*Try it:*
Each line of the material below should be retyped precisely as it appears.
-------- Record extracts
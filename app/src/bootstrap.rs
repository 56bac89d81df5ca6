//! Dependency construction, registration and engine start.

use anyhow::Context;
use pa_config::AgentConfig;
use pa_core::{capabilities, ConfigGenerator, Supervisor, XrayApiClient};
use pa_engine::{Engine, Intervals};
use pa_panel::PanelClient;
use pa_types::RegisterRequest;
use std::sync::Arc;
use tokio::task::JoinHandle;
use tracing::info;

/// A running agent: the engine plus its loop handles.
pub struct Agent {
    engine: Arc<Engine>,
    tasks: Vec<JoinHandle<()>>,
}

/// Wire the components, register with the Panel, run the initial sync
/// and spawn the reconciliation loops. Every failure here is fatal.
pub async fn start(cfg: AgentConfig) -> anyhow::Result<Agent> {
    let panel = Arc::new(
        PanelClient::new(
            &cfg.panel.url,
            &cfg.panel.api_prefix,
            &cfg.panel.token,
            cfg.http.timeout,
            cfg.http.retry_count,
        )
        .context("build panel client")?,
    );
    let rpc = XrayApiClient::new(cfg.xray.api_address.clone());
    let supervisor = Supervisor::new(
        &cfg.xray.binary_path,
        &cfg.xray.config_path,
        &cfg.xray.asset_path,
    );
    let generator = ConfigGenerator::new(&cfg.xray.config_path);

    let capabilities = capabilities::detect(&cfg.xray.binary_path).await;
    let request = RegisterRequest {
        hostname: pa_platform::hostname(),
        os: pa_platform::os_name().into(),
        arch: pa_platform::arch().into(),
        public_ip: pa_platform::public_ipv4(),
        xray_version: supervisor.version().await,
        capabilities: Some(capabilities),
    };
    let response = panel.register(&request).await.context("register with panel")?;
    info!(
        node_id = %response.node_id,
        node_name = %response.node_name,
        core_version = %request.xray_version,
        "registered with panel"
    );

    let intervals = Intervals::negotiate(&cfg.interval, &response);
    let engine = Engine::new(panel, rpc, supervisor, generator, intervals);
    engine.boot_sync().await.context("initial sync")?;

    let tasks = engine.spawn_loops();
    info!("panel agent started");
    Ok(Agent { engine, tasks })
}

impl Agent {
    /// Orderly stop: loops first, then a final counter flush, then the
    /// supervised core.
    pub async fn shutdown(self) {
        self.engine.shutdown(self.tasks).await;
    }
}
----------------
*Response:*
filename app/src/bootstrap.rs
repository 56bac89d81df5ca6
//! Dependency construction, registration and engine start.

use anyhow::Context;
use pa_config::AgentConfig;
use pa_core::{capabilities, ConfigGenerator, Supervisor, XrayApiClient};
use pa_engine::{Engine, Intervals};
use pa_panel::PanelClient;
use pa_types::RegisterRequest;
use std::sync::Arc;
use tokio::task::JoinHandle;
use tracing::info;

/// A running agent: the engine plus its loop handles.
pub struct Agent {
    engine: Arc<Engine>,
    tasks: Vec<JoinHandle<()>>,
}

/// Wire the components, register with the Panel, run the initial sync
/// and spawn the reconciliation loops. Every failure here is fatal.
pub async fn start(cfg: AgentConfig) -> anyhow::Result<Agent> {
    let panel = Arc::new(
        PanelClient::new(
            &cfg.panel.url,
            &cfg.panel.api_prefix,
            &cfg.panel.token,
            cfg.http.timeout,
            cfg.http.retry_count,
        )
        .context("build panel client")?,
    );
    let rpc = XrayApiClient::new(cfg.xray.api_address.clone());
    let supervisor = Supervisor::new(
        &cfg.xray.binary_path,
        &cfg.xray.config_path,
        &cfg.xray.asset_path,
    );
    let generator = ConfigGenerator::new(&cfg.xray.config_path);

    let capabilities = capabilities::detect(&cfg.xray.binary_path).await;
    let request = RegisterRequest {
        hostname: pa_platform::hostname(),
        os: pa_platform::os_name().into(),
        arch: pa_platform::arch().into(),
        public_ip: pa_platform::public_ipv4(),
        xray_version: supervisor.version().await,
        capabilities: Some(capabilities),
    };
    let response = panel.register(&request).await.context("register with panel")?;
    info!(
        node_id = %response.node_id,
        node_name = %response.node_name,
        core_version = %request.xray_version,
        "registered with panel"
    );

    let intervals = Intervals::negotiate(&cfg.interval, &response);
    let engine = Engine::new(panel, rpc, supervisor, generator, intervals);
    engine.boot_sync().await.context("initial sync")?;

    let tasks = engine.spawn_loops();
    info!("panel agent started");
    Ok(Agent { engine, tasks })
}

impl Agent {
    /// Orderly stop: loops first, then a final counter flush, then the
    /// supervised core.
    pub async fn shutdown(self) {
        self.engine.shutdown(self.tasks).await;
    }
}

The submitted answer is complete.